*** Data for this exercise ***

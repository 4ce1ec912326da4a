//! Error types for the component state machines

/// Contract violations raised by the chat components.
///
/// Everything else in the library is infallible presentation logic; I/O
/// plumbing (terminal, config files) goes through `anyhow` instead.
#[derive(Debug, Clone, PartialEq, Eq, thiserror::Error)]
pub enum ChatError {
    #[error("status ticker needs at least one phrase")]
    EmptyPhrases,

    #[error("option '{0}' is not in the current option list")]
    UnknownOption(String),

    #[error("invalid configuration: {0}")]
    InvalidConfig(String),
}

pub type ChatResult<T> = std::result::Result<T, ChatError>;
//! Navigation rail.
//!
//! Collapsed, only icons are drawn; expanded, icons and labels. `Tab`
//! toggles between the two and `Ctrl+N`/`Ctrl+P` move the active item.

use crate::ui::core::{Action, Component};
use crate::ui::theme::Theme;
use crossterm::event::{KeyCode, KeyEvent, KeyModifiers};
use ratatui::{
    layout::Rect,
    style::{Modifier, Style},
    widgets::{block::BorderType, Block, Borders, List, ListItem, ListState},
    Frame,
};

#[derive(Debug, Clone, PartialEq, Eq)]
pub struct NavItem {
    pub id: String,
    pub label: String,
    pub icon: &'static str,
}

impl NavItem {
    pub fn new(id: &str, label: &str, icon: &'static str) -> Self {
        Self {
            id: id.to_string(),
            label: label.to_string(),
            icon,
        }
    }
}

/// The stock navigation entries
pub fn default_items() -> Vec<NavItem> {
    vec![
        NavItem::new("new", "New Chat", "✚"),
        NavItem::new("chats", "Chat History", "☰"),
        NavItem::new("history", "Recent", "⟲"),
        NavItem::new("settings", "Settings", "⚙"),
        NavItem::new("account", "Account", "☺"),
        NavItem::new("logout", "Logout", "⏻"),
    ]
}

pub struct SidebarNav {
    items: Vec<NavItem>,
    active: usize,
    expanded: bool,
    list_state: ListState,
}

impl SidebarNav {
    pub fn new(items: Vec<NavItem>, expanded: bool) -> Self {
        let mut list_state = ListState::default();
        list_state.select(Some(0));
        Self {
            items,
            active: 0,
            expanded,
            list_state,
        }
    }

    pub fn is_expanded(&self) -> bool {
        self.expanded
    }

    pub fn active_item(&self) -> Option<&NavItem> {
        self.items.get(self.active)
    }

    pub fn toggle_expanded(&mut self) {
        self.expanded = !self.expanded;
    }

    /// Make `id` the active item. Emits an action only when it changed.
    pub fn set_active(&mut self, id: &str) -> Action {
        match self.items.iter().position(|item| item.id == id) {
            Some(index) => self.activate(index),
            None => Action::None,
        }
    }

    fn activate(&mut self, index: usize) -> Action {
        if index == self.active || index >= self.items.len() {
            return Action::None;
        }
        self.active = index;
        self.list_state.select(Some(index));
        Action::NavItemSelected(self.items[index].id.clone())
    }

    fn step(&mut self, forward: bool) -> Action {
        let len = self.items.len();
        if len == 0 {
            return Action::None;
        }
        let next = if forward { (self.active + 1) % len } else { (self.active + len - 1) % len };
        self.activate(next)
    }
}

impl Component for SidebarNav {
    fn handle_key_events(&mut self, key: KeyEvent) -> Action {
        match (key.code, key.modifiers.contains(KeyModifiers::CONTROL)) {
            (KeyCode::Tab, false) => {
                self.toggle_expanded();
                Action::None
            }
            (KeyCode::Char('n'), true) => self.step(true),
            (KeyCode::Char('p'), true) => self.step(false),
            _ => Action::None,
        }
    }

    fn render(&mut self, f: &mut Frame, rect: Rect, theme: &Theme) {
        let items: Vec<ListItem> = self
            .items
            .iter()
            .map(|item| {
                let text = if self.expanded {
                    format!("{} {}", item.icon, item.label)
                } else {
                    item.icon.to_string()
                };
                ListItem::new(text).style(Style::default().fg(theme.text))
            })
            .collect();

        let list = List::new(items)
            .block(
                Block::default()
                    .borders(Borders::ALL)
                    .border_type(BorderType::Rounded)
                    .border_style(Style::default().fg(theme.border)),
            )
            .highlight_style(Style::default().fg(theme.accent).add_modifier(Modifier::BOLD | Modifier::REVERSED));

        f.render_stateful_widget(list, rect, &mut self.list_state);
    }
}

***

* The task *
Every record listed above needs to be written out again exactly.

* Expected answer *
repository 4ce1ec912326da4a
//! Error types for the component state machines

/// Contract violations raised by the chat components.
///
/// Everything else in the library is infallible presentation logic; I/O
/// plumbing (terminal, config files) goes through `anyhow` instead.
#[derive(Debug, Clone, PartialEq, Eq, thiserror::Error)]
pub enum ChatError {
    #[error("status ticker needs at least one phrase")]
    EmptyPhrases,

    #[error("option '{0}' is not in the current option list")]
    UnknownOption(String),

    #[error("invalid configuration: {0}")]
    InvalidConfig(String),
}

pub type ChatResult<T> = std::result::Result<T, ChatError>;
//! Navigation rail.
//!
//! Collapsed, only icons are drawn; expanded, icons and labels. `Tab`
//! toggles between the two and `Ctrl+N`/`Ctrl+P` move the active item.

use crate::ui::core::{Action, Component};
use crate::ui::theme::Theme;
use crossterm::event::{KeyCode, KeyEvent, KeyModifiers};
use ratatui::{
    layout::Rect,
    style::{Modifier, Style},
    widgets::{block::BorderType, Block, Borders, List, ListItem, ListState},
    Frame,
};

#[derive(Debug, Clone, PartialEq, Eq)]
pub struct NavItem {
    pub id: String,
    pub label: String,
    pub icon: &'static str,
}

impl NavItem {
    pub fn new(id: &str, label: &str, icon: &'static str) -> Self {
        Self {
            id: id.to_string(),
            label: label.to_string(),
            icon,
        }
    }
}

/// The stock navigation entries
pub fn default_items() -> Vec<NavItem> {
    vec![
        NavItem::new("new", "New Chat", "✚"),
        NavItem::new("chats", "Chat History", "☰"),
        NavItem::new("history", "Recent", "⟲"),
        NavItem::new("settings", "Settings", "⚙"),
        NavItem::new("account", "Account", "☺"),
        NavItem::new("logout", "Logout", "⏻"),
    ]
}

pub struct SidebarNav {
    items: Vec<NavItem>,
    active: usize,
    expanded: bool,
    list_state: ListState,
}

impl SidebarNav {
    pub fn new(items: Vec<NavItem>, expanded: bool) -> Self {
        let mut list_state = ListState::default();
        list_state.select(Some(0));
        Self {
            items,
            active: 0,
            expanded,
            list_state,
        }
    }

    pub fn is_expanded(&self) -> bool {
        self.expanded
    }

    pub fn active_item(&self) -> Option<&NavItem> {
        self.items.get(self.active)
    }

    pub fn toggle_expanded(&mut self) {
        self.expanded = !self.expanded;
    }

    /// Make `id` the active item. Emits an action only when it changed.
    pub fn set_active(&mut self, id: &str) -> Action {
        match self.items.iter().position(|item| item.id == id) {
            Some(index) => self.activate(index),
            None => Action::None,
        }
    }

    fn activate(&mut self, index: usize) -> Action {
        if index == self.active || index >= self.items.len() {
            return Action::None;
        }
        self.active = index;
        self.list_state.select(Some(index));
        Action::NavItemSelected(self.items[index].id.clone())
    }

    fn step(&mut self, forward: bool) -> Action {
        let len = self.items.len();
        if len == 0 {
            return Action::None;
        }
        let next = if forward { (self.active + 1) % len } else { (self.active + len - 1) % len };
        self.activate(next)
    }
}

impl Component for SidebarNav {
    fn handle_key_events(&mut self, key: KeyEvent) -> Action {
        match (key.code, key.modifiers.contains(KeyModifiers::CONTROL)) {
            (KeyCode::Tab, false) => {
                self.toggle_expanded();
                Action::None
            }
            (KeyCode::Char('n'), true) => self.step(true),
            (KeyCode::Char('p'), true) => self.step(false),
            _ => Action::None,
        }
    }

    fn render(&mut self, f: &mut Frame, rect: Rect, theme: &Theme) {
        let items: Vec<ListItem> = self
            .items
            .iter()
            .map(|item| {
                let text = if self.expanded {
                    format!("{} {}", item.icon, item.label)
                } else {
                    item.icon.to_string()
                };
                ListItem::new(text).style(Style::default().fg(theme.text))
            })
            .collect();

        let list = List::new(items)
            .block(
                Block::default()
                    .borders(Borders::ALL)
                    .border_type(BorderType::Rounded)
                    .border_style(Style::default().fg(theme.border)),
            )
            .highlight_style(Style::default().fg(theme.accent).add_modifier(Modifier::BOLD | Modifier::REVERSED));

        f.render_stateful_widget(list, rect, &mut self.list_state);
    }
}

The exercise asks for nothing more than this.